Writing in the Digital Age

Vikram Chandra

Sacred GamesVikram Chandra describes the experience of watching one of his novels come to dramatic life in a television series as “surreal.” Already a well-known writer, with two novels and a collection of stories to his name, Chandra was approached in 2014 by Netflix with a proposal to base a series on his second novel, Sacred Games. The novel takes place in Mumbai and tells the story of Inspector Sartaj Singh (who first appeared in Chandra’s collection of stories, Love and Longing in Bombay) and his quest to capture the most wanted gangster in India, Ganesh Gaitonde. It is epic in scope, with more than 100 speaking characters (more about that in a moment), and multiple intertwined plots. Sacred Games is Netflix’s first original series set in India; it breaks new ground by having its characters speak Indian languages, primarily Hindi, but also Marathi, Punjabi, and Gujarati. It has been subtitled in over 20 different languages and distributed around the world. The series stars Saif Ali Khan as Inspector Sartaj Singh, Nawazuddin Siddiqui as Ganesh Gaitonde, and Radhika Apte as Anjali Mathur, an intelligence officer who helps Singh. All three are major Bollywood stars. It is directed by Vikramaditya Motwane and Anurag Kashyap, who produced it under their banner, Phantom Films.

The show has been widely praised and a ratings success, with a second season premiering in summer, 2019. A reviewer for GQ called it, “one of the best Netflix original shows in years.” Writing for The Teal Mango, Saloni Gajjar described Sacred Games as “a riveting game changer.” Ivan Radford of Vodzilla commented that “Sacred Games isn’t some copycat thriller: it blazes a trail for its own take on the formula, one that pulsates with life, death and the myriad shades in between.” Chandra acts as an advisor to the series; director Motwane remarks that, “Chandra is so research-intensive that we didn’t have to approach another researcher, we just had to ask him questions.”

Sacred Games is over 900 pages long and includes a huge number of characters, locations, events, and objects. Chandra wrote the novel the old-fashioned way, with complex spreadsheets, notes, maps and timelines on paper. Once he finished, he began wondering if there might be an easier way for writers to manage the data they generate in the process of writing a novel. His background in computer coding stood him in good stead (he put himself through grad school by working as a programmer), allowing him to imagine an innovative solution to the problem, which he formulated as “attaching knowledge to text.” Chandra began working with a team of programmers to develop a platform—called Granthika, the Sanskrit word for “narrator”–that would serve writers’ needs. He and his team will release a beta version of Granthika in Spring, 2019.

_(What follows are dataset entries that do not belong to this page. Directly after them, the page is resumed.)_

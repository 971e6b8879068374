use chrono::Utc;
use serde::{Deserialize, Serialize};
use sha2::{Digest, Sha256};

use super::admission::{AdmissionPolicy, AdmissionReport, admit};
use super::nonce::derive_nonce;
use super::{GENESIS_PARTY, GENESIS_PREVIOUS_HASH};
use crate::error::AdmissionError;
use crate::oracle::Oracle;

/// Operator-supplied payload of a block. No parsing or arithmetic is
/// performed on any of these.
#[derive(Debug, Clone, Serialize, Deserialize)]
pub struct Transfer {
    pub sender: String,
    pub receiver: String,
    pub amount: String,
}

/// A single admitted record in the ledger.
#[derive(Debug, Clone, Serialize, Deserialize)]
pub struct Block {
    pub block_number: u64,
    pub sender: String,
    pub receiver: String,
    pub amount: String,
    pub previous_hash: String,
    pub timestamp: i64, // Unix millis (UTC), captured when admission starts
    pub nonce: String,  // Challenge bit-string, fixed for the block's lifetime
    pub accuracy: f64,  // Target frequency (%) at which admission succeeded
    pub block_hash: String,
}

impl Block {
    /// Synthesize the genesis block. Its threshold is zero, so admission is
    /// satisfied without consulting an oracle.
    pub fn genesis(nonce_width: usize) -> Self {
        let mut block = Self {
            block_number: 1,
            sender: GENESIS_PARTY.to_string(),
            receiver: GENESIS_PARTY.to_string(),
            amount: String::from("0"),
            previous_hash: GENESIS_PREVIOUS_HASH.to_string(),
            timestamp: Utc::now().timestamp_millis(),
            nonce: derive_nonce(GENESIS_PREVIOUS_HASH, nonce_width),
            accuracy: 0.0,
            block_hash: String::new(),
        };
        block.block_hash = block.compute_hash();
        block
    }

    /// Derive the nonce, run admission against `oracle` and hash the result.
    /// Nothing is produced unless admission succeeds.
    pub fn create(
        transfer: Transfer,
        previous_hash: String,
        block_number: u64,
        oracle: &dyn Oracle,
        policy: &AdmissionPolicy,
    ) -> Result<(Self, AdmissionReport), AdmissionError> {
        let timestamp = Utc::now().timestamp_millis();
        let nonce = derive_nonce(&previous_hash, policy.nonce_width);
        let report = admit(oracle, &nonce, policy)?;

        let mut block = Self {
            block_number,
            sender: transfer.sender,
            receiver: transfer.receiver,
            amount: transfer.amount,
            previous_hash,
            timestamp,
            nonce,
            accuracy: report.final_accuracy,
            block_hash: String::new(),
        };
        block.block_hash = block.compute_hash();
        Ok((block, report))
    }

    /// SHA-256 over previous_hash, sender, receiver, amount, timestamp,
    /// nonce and accuracy, concatenated in that order.
    pub fn compute_hash(&self) -> String {
        let preimage = format!(
            "{}{}{}{}{}{}{}",
            self.previous_hash,
            self.sender,
            self.receiver,
            self.amount,
            self.timestamp,
            self.nonce,
            self.accuracy
        );
        let mut hasher = Sha256::new();
        hasher.update(preimage.as_bytes());
        hex::encode(hasher.finalize())
    }

    /// Whether the stored hash still matches the block's content.
    /// (Does NOT validate chain linkage.)
    pub fn is_valid(&self) -> bool {
        self.block_hash == self.compute_hash()
    }
}
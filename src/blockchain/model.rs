use super::{Block, GENESIS_PREVIOUS_HASH};

/// Append-only, in-memory ledger. The chain itself performs no admission
/// checks on `append`; callers are expected to have run admission first.
#[derive(Debug)]
pub struct Blockchain {
    pub chain: Vec<Block>,
}

impl Blockchain {
    /// Initialize a new blockchain with a genesis block.
    pub fn new(nonce_width: usize) -> Self {
        Self {
            chain: vec![Block::genesis(nonce_width)],
        }
    }

    /// Return the last block in the chain.
    pub fn last_block(&self) -> &Block {
        self.chain
            .last()
            .expect("Blockchain should always have at least the genesis block")
    }

    /// Add a block to the tail as-is.
    pub fn append(&mut self, block: Block) {
        self.chain.push(block);
    }

    /// Read-only view of every block, genesis first.
    pub fn list(&self) -> &[Block] {
        &self.chain
    }

    /// Block number and previous hash for the next block on the tip.
    /// Callers that admit concurrently must hold a writer lock from this
    /// read until the matching `append`.
    pub fn next_slot(&self) -> (u64, String) {
        (
            self.chain.len() as u64 + 1,
            self.last_block().block_hash.clone(),
        )
    }

    /// Validate the entire chain: genesis shape, linkage, numbering and hashes.
    pub fn is_valid_chain(&self) -> bool {
        let Some(genesis) = self.chain.first() else {
            return false;
        };
        if genesis.block_number != 1
            || genesis.previous_hash != GENESIS_PREVIOUS_HASH
            || genesis.accuracy != 0.0
            || !genesis.is_valid()
        {
            return false;
        }

        self.chain.windows(2).all(|pair| {
            let (prev, current) = (&pair[0], &pair[1]);
            current.previous_hash == prev.block_hash
                && current.block_number == prev.block_number + 1
                && current.is_valid()
        })
    }

    pub fn len(&self) -> usize {
        self.chain.len()
    }

    /// Render the chain as the operator's table listing.
    pub fn render_table(&self) -> String {
        let mut out = String::from(
            "Block Number | Block Hash                                                       | Receiver   | Sender     | Amount | Accuracy\n",
        );
        for b in &self.chain {
            out.push_str(&format!(
                "{:<12} | {} | {:<10} | {:<10} | {} | {:.2}%\n",
                b.block_number, b.block_hash, b.receiver, b.sender, b.amount, b.accuracy
            ));
        }
        out
    }
}
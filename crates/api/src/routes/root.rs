//! Service descriptor served at the root path.

use axum::Json;
use serde::Serialize;

pub const SERVICE_NAME: &str = "トクノリレンタカー API";
pub const SERVICE_VERSION: &str = "1.0.0";

#[derive(Debug, Serialize)]
pub struct ServiceInfo {
    pub name: &'static str,
    pub version: &'static str,
    pub status: &'static str,
}

impl ServiceInfo {
    pub fn current() -> Self {
        Self {
            name: SERVICE_NAME,
            version: SERVICE_VERSION,
            status: "running",
        }
    }
}

/// GET / — returns the service name, version and run state.
pub async fn info() -> Json<ServiceInfo> {
    Json(ServiceInfo::current())
}
//! Application configuration loaded from environment variables.

use thiserror::Error;

/// Port used when `PORT` is unset or empty.
pub const DEFAULT_PORT: u16 = 8080;

/// Bind address used when `HOST` is unset or empty.
pub const DEFAULT_HOST: &str = "0.0.0.0";

/// Tracing filter used when `RUST_LOG` is unset or empty.
pub const DEFAULT_LOG_LEVEL: &str = "info";

/// Errors raised while resolving configuration.
#[derive(Debug, Error)]
pub enum ConfigError {
    #[error("invalid PORT value {value:?}: expected an integer between 0 and 65535")]
    InvalidPort { value: String },
}

/// Server configuration with sensible defaults.
///
/// Reads from environment variables:
/// - `HOST` — bind address (default: `"0.0.0.0"`)
/// - `PORT` — listen port (default: `8080`)
/// - `RUST_LOG` — tracing filter directive (default: `"info"`)
///
/// An empty variable counts as unset.
#[derive(Debug, Clone, PartialEq, Eq)]
pub struct Config {
    pub host: String,
    pub port: u16,
    pub log_level: String,
}

impl Config {
    /// Loads configuration from the process environment.
    pub fn from_env() -> Result<Self, ConfigError> {
        Self::from_lookup(|key| std::env::var(key).ok())
    }

    /// Resolves configuration through `lookup`, falling back to defaults.
    pub fn from_lookup<F>(lookup: F) -> Result<Self, ConfigError>
    where
        F: Fn(&str) -> Option<String>,
    {
        let non_empty = |key: &str| lookup(key).filter(|v| !v.trim().is_empty());

        let port = match non_empty("PORT") {
            Some(raw) => raw
                .trim()
                .parse::<u16>()
                .map_err(|_| ConfigError::InvalidPort { value: raw })?,
            None => DEFAULT_PORT,
        };

        Ok(Self {
            host: non_empty("HOST").unwrap_or_else(|| DEFAULT_HOST.to_string()),
            port,
            log_level: non_empty("RUST_LOG").unwrap_or_else(|| DEFAULT_LOG_LEVEL.to_string()),
        })
    }

    /// Returns the `"host:port"` bind address string.
    pub fn addr(&self) -> String {
        format!("{}:{}", self.host, self.port)
    }
}

impl Default for Config {
    fn default() -> Self {
        Self {
            host: DEFAULT_HOST.to_string(),
            port: DEFAULT_PORT,
            log_level: DEFAULT_LOG_LEVEL.to_string(),
        }
    }
}
//! Health check endpoint.

use axum::Json;
use chrono::{DateTime, SecondsFormat, Utc};
use serde::Serialize;

#[derive(Debug, Serialize)]
pub struct HealthResponse {
    pub status: &'static str,
    /// `YYYY-MM-DDTHH:mm:ss.sssZ`, UTC with millisecond precision.
    pub timestamp: String,
}

impl HealthResponse {
    /// Builds the payload for the given instant.
    pub fn at(now: DateTime<Utc>) -> Self {
        Self {
            status: "ok",
            timestamp: now.to_rfc3339_opts(SecondsFormat::Millis, true),
        }
    }
}

/// GET /health — returns liveness status and the current server time.
pub async fn check() -> Json<HealthResponse> {
    Json(HealthResponse::at(Utc::now()))
}
//! API server entry point.

use tokunori_api::config::Config;
use tokunori_api::error::ServerError;
use tracing_subscriber::EnvFilter;
use tracing_subscriber::layer::SubscriberExt;
use tracing_subscriber::util::SubscriberInitExt;

#[tokio::main]
async fn main() -> Result<(), ServerError> {
    // Config errors are logged once the subscriber is installed.
    let config = Config::from_env();

    let log_level = config
        .as_ref()
        .map(|c| c.log_level.clone())
        .unwrap_or_else(|_| Config::default().log_level);
    tracing_subscriber::registry()
        .with(EnvFilter::try_new(&log_level).unwrap_or_else(|_| EnvFilter::new("info")))
        .with(tracing_subscriber::fmt::layer())
        .init();

    let config = config.inspect_err(|err| tracing::error!(error = %err, "invalid configuration"))?;

    let listener = tokunori_api::bind(&config)
        .await
        .inspect_err(|err| tracing::error!(error = %err, "failed to start server"))?;

    tokunori_api::serve(listener, tokunori_api::create_app())
        .await
        .inspect_err(|err| tracing::error!(error = %err, "server stopped"))
}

When Chandra shares the trial version of the software, his enthusiasm is infectious. His team has put together a demonstration text, the Arthur Conan Doyle story, “The Veiled Lodger.” Chandra opens to a page that includes a highlighted mention of Dr. Watson, Sherlock Holmes’ sidekick. He shows how clicking on “Watson” brings up a marginal window with a biography of the character and a list of all of the occurrences of that character’s name in the story. Not only characters, but locations, events, and objects can be tagged; the writer highlights a word or phrase, then uses pop-up menus to connect the highlighted item to a category and its subsets. So the category “characters” contains subsets of each character in the story; similarly, the category “locations” includes a list of all of the locations in the story. In the course of writing, the author creates a complex knowledge map and timeline of the story or book, which she can then access during the writing process to check for inconsistencies or mistakes. In particular, the software keeps a timeline, which maps every event in sequence. In the future, Chandra and his team plan to add natural language processing to the software, which would enable the computer to recognize and tag items as characters, or events, or locations. Chandra envisions the software being useful to a wide variety of fields—any endeavor in which organizing large amounts of data, particularly on a timeline, is a central challenge. The first version will be for single users, but subsequent iterations will allow teams of writers and researchers to collaborate on shared documents.

In an interview with Tony Dushane, Chandra sums up his writing philosophy this way: “I usually steal a line from Yeats and it goes, Read what gives you pleasure, write what you must. I think that’s pretty good advice. Read, read, read, and then explore your obsessions because I think that’s where the energy comes from.” That’s good advice for all of us—English majors, English alums, English professors, and friends of English.